Nothing contained herein shall impair or diminish in any respect, your right to
use the name "Alpha Analytics" in the name of, or in connection with, any other
business enterprises with which you are or may become associated. There is no
charge to the Trust for the right to use this name.

           8.  AMENDMENT OF THIS AGREEMENT
               ---------------------------
               No provision of this Agreement may be changed, waived, discharged
or terminated orally, and no amendment of this Agreement shall be effective
until approved by the Board, including a majority of the trustees who are not
interested persons of you or of the Trust, cast in person at a meeting called
for the purpose of voting on such approval, and (if required under
interpretations of the 1940 Act by the Securities and Exchange Commission or its
staff) by vote of the holders of a majority of the outstanding voting securities
of the series to which the amendment relates.
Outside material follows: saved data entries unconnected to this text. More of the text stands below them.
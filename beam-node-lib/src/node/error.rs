use thiserror::Error;

#[derive(Debug, Error)]
pub enum NodeError {
    #[error("failed to initialise local node identity: {0}")]
    InitFailed(String),
    #[error("failed to connect to remote node: {0}")]
    ConnectionFailed(String),
    #[error("failed to register under name {0:?}")]
    RegisterFailed(String),
    #[error("connection is not open")]
    NotConnected,
    #[error("send failed: {0}")]
    SendFailed(String),
    #[error("receive failed: {0}")]
    ReceiveFailed(String),
}
//! Generic typed encode/decode bridge: routes aggregate Rust values through
//! [`Policy`]-governed ETF shapes instead of hand-writing [`crate::term::Term`]
//! construction for every message type.
//!
//! A record type implements [`ToTerm`]/[`FromTerm`] by calling back into the
//! [`Encoder`]/[`Decoder`] for its group header, the way a hand-rolled
//! `serde::Serialize` impl calls into a `Serializer`. [`encode`]/[`decode`]
//! are the facades most callers use.

mod decode;
mod encode;
mod error;
mod impls;
mod policy;

pub use decode::{decode, Decoder, FromTerm, KeyedView};
pub(crate) use decode::from_term;
pub use encode::{encode, Encoder, ToTerm};
pub use error::BridgeError;
pub use impls::Bytes;
pub use policy::{KeyStyle, KeyedPolicy, Policy, PolicyOverride, StringPolicy, UnkeyedPolicy};

#[cfg(test)]
mod tests {
    use super::*;

    #[derive(Debug, Clone, PartialEq)]
    struct Person {
        name: String,
        age: u32,
    }

    impl ToTerm for Person {
        fn to_etf(&self, enc: &mut Encoder) -> Result<(), BridgeError> {
            enc.begin_keyed(2)?;
            enc.begin_keyword_pair();
            enc.write_key("name")?;
            self.name.to_etf(enc)?;
            enc.begin_keyword_pair();
            enc.write_key("age")?;
            self.age.to_etf(enc)?;
            enc.end_keyed(2);
            Ok(())
        }
    }

    impl FromTerm for Person {
        fn from_etf(dec: &mut Decoder) -> Result<Self, BridgeError> {
            let mut view = dec.read_keyed()?;
            Ok(Person {
                name: view.take("name")?,
                age: view.take("age")?,
            })
        }
    }

    fn map_policy() -> Policy {
        Policy::new(
            StringPolicy::Binary,
            UnkeyedPolicy::List,
            KeyedPolicy::Map(KeyStyle::Atom),
        )
    }

    #[test]
    fn record_round_trips_under_map_atom_key_policy() {
        let bob = Person {
            name: "bob".into(),
            age: 36,
        };
        let policy = map_policy();
        let mut buf = encode(&bob, policy).unwrap();
        let decoded: Person = decode(&mut buf, policy).unwrap();
        assert_eq!(decoded, bob);
    }

    #[test]
    fn record_round_trips_under_keyword_list_policy() {
        let bob = Person {
            name: "bob".into(),
            age: 36,
        };
        let policy = Policy::new(
            StringPolicy::Binary,
            UnkeyedPolicy::List,
            KeyedPolicy::KeywordList,
        );
        let mut buf = encode(&bob, policy).unwrap();
        let decoded: Person = decode(&mut buf, policy).unwrap();
        assert_eq!(decoded, bob);
    }

    #[test]
    fn string_policy_governs_scalar_text_encoding() {
        let mut atom_buf = encode(&"hi".to_string(), Policy::new(
            StringPolicy::Atom,
            UnkeyedPolicy::List,
            KeyedPolicy::default(),
        )).unwrap();
        atom_buf.consume_version().unwrap();
        let term = crate::etf::decode(&mut atom_buf).unwrap();
        assert_eq!(term, crate::term::Term::atom("hi"));

        let mut binary_buf = encode(&"hi".to_string(), map_policy()).unwrap();
        binary_buf.consume_version().unwrap();
        let term = crate::etf::decode(&mut binary_buf).unwrap();
        assert_eq!(term, crate::term::Term::Binary(b"hi".to_vec()));
    }

    #[test]
    fn ordered_group_round_trips_as_tuple_policy() {
        let policy = Policy::new(
            StringPolicy::Binary,
            UnkeyedPolicy::Tuple,
            KeyedPolicy::default(),
        );
        let values: Vec<i32> = vec![1, 2, 3];
        let mut buf = encode(&values, policy).unwrap();
        let decoded: Vec<i32> = decode(&mut buf, policy).unwrap();
        assert_eq!(decoded, values);
    }

    #[test]
    fn missing_key_surfaces_as_bridge_error() {
        #[derive(Debug)]
        struct Incomplete;

        impl FromTerm for Incomplete {
            fn from_etf(dec: &mut Decoder) -> Result<Self, BridgeError> {
                let mut view = dec.read_keyed()?;
                let _: String = view.take("missing")?;
                Ok(Incomplete)
            }
        }

        let bob = Person {
            name: "bob".into(),
            age: 36,
        };
        let policy = map_policy();
        let mut buf = encode(&bob, policy).unwrap();
        let err = decode::<Incomplete>(&mut buf, policy).unwrap_err();
        assert!(matches!(err, BridgeError::KeyNotFound(key) if key == "missing"));
    }

    #[test]
    fn optional_field_decodes_as_none_from_nil() {
        let policy = map_policy();
        let mut buf = encode(&Option::<i32>::None, policy).unwrap();
        let decoded: Option<i32> = decode(&mut buf, policy).unwrap();
        assert_eq!(decoded, None);

        let mut buf = encode(&Some(7i32), policy).unwrap();
        let decoded: Option<i32> = decode(&mut buf, policy).unwrap();
        assert_eq!(decoded, Some(7));
    }
}
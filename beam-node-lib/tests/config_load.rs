use std::fs;
use std::path::PathBuf;
use std::time::{Duration, SystemTime, UNIX_EPOCH};

use beam_node_lib::load_from_path;

fn tmp_path(name: &str) -> PathBuf {
    let nanos = SystemTime::now()
        .duration_since(UNIX_EPOCH)
        .unwrap_or_else(|_| Duration::from_secs(0))
        .as_nanos();
    std::env::temp_dir().join(format!("beam-node-{nanos}-{name}.toml"))
}

#[test]
fn loads_minimal_config() -> Result<(), Box<dyn std::error::Error + Send + Sync>> {
    let path = tmp_path("minimal");
    let toml = r#"
name = "client@127.0.0.1"
cookie = "secret"
"#;
    fs::write(&path, toml)?;

    let cfg = load_from_path(&path)?;
    assert_eq!(cfg.name, "client@127.0.0.1");
    assert_eq!(cfg.connect_timeout_ms, 5_000);
    assert_eq!(cfg.subscriber_capacity, 256);
    Ok(())
}

#[test]
fn loads_overridden_timeouts_and_capacity() -> Result<(), Box<dyn std::error::Error + Send + Sync>> {
    let path = tmp_path("overrides");
    let toml = r#"
name = "client@127.0.0.1"
cookie = "secret"
connect_timeout_ms = 1500
subscriber_capacity = 32
"#;
    fs::write(&path, toml)?;

    let cfg = load_from_path(&path)?;
    assert_eq!(cfg.connect_timeout_ms, 1500);
    assert_eq!(cfg.subscriber_capacity, 32);
    Ok(())
}

#[test]
fn rejects_a_name_without_host_part() {
    let path = tmp_path("bad-name");
    fs::write(&path, "name = \"client\"\ncookie = \"secret\"\n").ok();
    assert!(load_from_path(&path).is_err());
}
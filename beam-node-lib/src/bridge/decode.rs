//! Routing ETF bytes back into a typed value under an explicit [`Policy`].

use std::collections::HashMap;

use crate::etf::{Buffer, DecodingError};
use crate::term::Term;

use super::error::BridgeError;
use super::policy::{Policy, PolicyOverride, PolicyStack};

/// Implemented by every type that can be read back out of a decoded value.
pub trait FromTerm: Sized {
    fn from_etf(dec: &mut Decoder) -> Result<Self, BridgeError>;
}

/// Drives one [`decode`] call: the input buffer plus the policy in effect
/// for whatever subtree is currently being read. Decoding is deliberately
/// tolerant of either wire shape for an ordered group (list or tuple) no
/// matter which one [`Policy::unkeyed`] would have produced on encode —
/// policy governs what *this side* writes, not what it accepts.
pub struct Decoder<'buf> {
    buf: &'buf mut Buffer,
    stack: PolicyStack,
}

impl<'buf> Decoder<'buf> {
    pub fn new(buf: &'buf mut Buffer, policy: Policy) -> Self {
        Self {
            buf,
            stack: PolicyStack::new(policy),
        }
    }

    pub fn policy(&self) -> Policy {
        self.stack.current()
    }

    pub fn with_override<R>(
        &mut self,
        over: Option<PolicyOverride>,
        f: impl FnOnce(&mut Self) -> R,
    ) -> R {
        let Some(over) = over else {
            return f(self);
        };
        self.stack.push(over);
        let result = f(self);
        self.stack.pop();
        result
    }

    /// Decode the next whole term generically.
    pub fn read_term(&mut self) -> Result<Term, BridgeError> {
        Ok(crate::etf::decode(self.buf)?)
    }

    pub fn read_text(&mut self) -> Result<String, BridgeError> {
        match self.read_term()? {
            Term::Atom(s) | Term::String(s) => Ok(s),
            Term::Binary(bytes) => String::from_utf8(bytes)
                .map_err(|e| BridgeError::InvalidArgument(format!("non-UTF-8 binary: {e}"))),
            other => Err(type_mismatch("text", &other)),
        }
    }

    pub fn read_bool(&mut self) -> Result<bool, BridgeError> {
        match self.read_term()? {
            Term::Atom(s) if s == "true" => Ok(true),
            Term::Atom(s) if s == "false" => Ok(false),
            other => Err(type_mismatch("boolean atom", &other)),
        }
    }

    /// Read an ordered group's elements as raw terms, accepting either a
    /// list or a tuple on the wire.
    pub fn read_ordered(&mut self) -> Result<Vec<Term>, BridgeError> {
        match self.read_term()? {
            Term::List(items) | Term::Tuple(items) => Ok(items),
            other => Err(type_mismatch("ordered group", &other)),
        }
    }

    /// Index a string-keyed group (map or keyword list) without decoding
    /// every value up front: one pass records each key's value offset,
    /// then [`KeyedView::take`] rewinds and decodes a field on demand.
    pub fn read_keyed(&mut self) -> Result<KeyedView<'_, 'buf>, BridgeError> {
        let tag = self.buf.read_tag()?;
        let mut entries = HashMap::new();
        if tag == crate::etf::tags::MAP {
            self.buf.read_u8()?; // consume tag
            let arity = self.buf.read_u32()?;
            for _ in 0..arity {
                let key = self.read_key()?;
                let offset = self.buf.read_pos();
                entries.insert(key, offset);
                self.buf.skip_term()?;
            }
        } else if tag == crate::etf::tags::NIL {
            self.buf.read_u8()?;
        } else if tag == crate::etf::tags::LIST {
            self.buf.read_u8()?;
            let len = self.buf.read_u32()?;
            for _ in 0..len {
                let pair_tag = self.buf.read_u8()?;
                let arity = match pair_tag {
                    t if t == crate::etf::tags::SMALL_TUPLE => self.buf.read_u8()? as u32,
                    t if t == crate::etf::tags::LARGE_TUPLE => self.buf.read_u32()?,
                    other => return Err(BridgeError::TypeMismatch {
                        expected: "2-tuple",
                        actual_tag: other,
                    }),
                };
                if arity != 2 {
                    return Err(BridgeError::InvalidArgument(format!(
                        "keyword list entry has arity {arity}, expected 2"
                    )));
                }
                let key = self.read_key()?;
                let offset = self.buf.read_pos();
                entries.insert(key, offset);
                self.buf.skip_term()?;
            }
            let tail = self.buf.read_u8()?;
            if tail != crate::etf::tags::NIL {
                return Err(DecodingError::MissingListEnd.into());
            }
        } else {
            return Err(BridgeError::TypeMismatch {
                expected: "keyed group",
                actual_tag: tag,
            });
        }
        Ok(KeyedView {
            decoder: self,
            entries,
        })
    }

    fn read_key(&mut self) -> Result<String, BridgeError> {
        match self.read_term()? {
            Term::Atom(s) | Term::String(s) => Ok(s),
            Term::Binary(bytes) => String::from_utf8(bytes)
                .map_err(|e| BridgeError::InvalidArgument(format!("non-UTF-8 key: {e}"))),
            other => Err(type_mismatch("key", &other)),
        }
    }
}

/// A lazily-indexed view over one decoded keyed group. Fields are looked up
/// and decoded on demand, in whatever order the caller's `FromTerm` impl
/// asks for them, by rewinding the decoder's read cursor.
pub struct KeyedView<'dec, 'buf> {
    decoder: &'dec mut Decoder<'buf>,
    entries: HashMap<String, usize>,
}

impl KeyedView<'_, '_> {
    pub fn contains_key(&self, key: &str) -> bool {
        self.entries.contains_key(key)
    }

    pub fn keys(&self) -> impl Iterator<Item = &String> {
        self.entries.keys()
    }

    pub fn take<T: FromTerm>(&mut self, key: &str) -> Result<T, BridgeError> {
        let offset = *self
            .entries
            .get(key)
            .ok_or_else(|| BridgeError::KeyNotFound(key.to_string()))?;
        self.decoder.buf.set_read_pos(offset);
        T::from_etf(self.decoder)
    }

    pub fn take_optional<T: FromTerm>(&mut self, key: &str) -> Result<Option<T>, BridgeError> {
        match self.entries.get(key).copied() {
            None => Ok(None),
            Some(offset) => {
                self.decoder.buf.set_read_pos(offset);
                T::from_etf(self.decoder).map(Some)
            }
        }
    }
}

pub(crate) fn type_mismatch(expected: &'static str, found: &Term) -> BridgeError {
    use crate::etf::tags;
    let actual_tag = match found {
        Term::Int(_) => tags::SMALL_INTEGER,
        Term::Float(_) => tags::NEW_FLOAT,
        Term::Atom(_) => tags::SMALL_ATOM_UTF8,
        Term::String(_) => tags::STRING,
        Term::Binary(_) => tags::BINARY,
        Term::Bitstring(..) => tags::BIT_BINARY,
        Term::Tuple(_) => tags::SMALL_TUPLE,
        Term::List(_) => tags::LIST,
        Term::Map(_) => tags::MAP,
        Term::Pid(_) => tags::NEW_PID,
        Term::Port(_) => tags::NEW_PORT,
        Term::Reference(_) => tags::NEWER_REFERENCE,
        Term::Fun(_) => tags::NEW_FUN,
    };
    BridgeError::TypeMismatch {
        expected,
        actual_tag,
    }
}

/// Decode a versioned ETF buffer into `T` under `policy`.
pub fn decode<T: FromTerm>(buf: &mut Buffer, policy: Policy) -> Result<T, BridgeError> {
    buf.consume_version()?;
    let mut dec = Decoder::new(buf, policy);
    T::from_etf(&mut dec)
}

/// Re-decode an already-materialised [`Term`] (e.g. one element of a
/// `read_ordered`/`read_keyed` group) as `T`, under the same policy as the
/// surrounding value. Round-trips through a scratch buffer so every
/// `FromTerm` impl can stay written against [`Decoder`] without a second,
/// term-shaped decode path.
pub(crate) fn from_term<T: FromTerm>(term: Term, policy: Policy) -> Result<T, BridgeError> {
    let mut buf = Buffer::with_version();
    crate::etf::encode(&term, &mut buf)?;
    buf.consume_version()?;
    let mut dec = Decoder::new(&mut buf, policy);
    T::from_etf(&mut dec)
}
           9.  LIMITATION OF LIABILITY TO TRUST PROPERTY
               -----------------------------------------
               The term "Alpha Analytics Investment Trust" means and refers to
the Trustees from time to time serving under the Trust's Declaration of Trust as
the same may subsequently thereto have been, or subsequently hereto be, amended.
It is expressly agreed that the obligations of the Trust hereunder shall not be
binding upon any of the trustees, shareholders, nominees, officers, agents or
employees of the Trust personally, but bind only the trust property of the
Trust, as provided in the Declaration of Trust of the Trust. The execution and
delivery of this Agreement have been authorized by the trustees and shareholders
of the Trust and signed by officers of the Trust, acting as such, and neither
such authorization by such trustees and shareholders nor such execution and
delivery by such officers shall be deemed to have been made by any of them
individually or to impose any liability on any of them personally, but shall



                                      -11-
<PAGE>


bind only the trust property of the Trust as provided in its Declaration of
Trust. A copy of the Agreement and Declaration of Trust of the Trust is on file
with the Secretary of the State of Ohio.

           10.  SEVERABILITY
                ------------
                In the event any provision of this Agreement is determined to be
void or unenforceable, such determination shall not affect the remainder of this
Agreement, which shall continue to be in force.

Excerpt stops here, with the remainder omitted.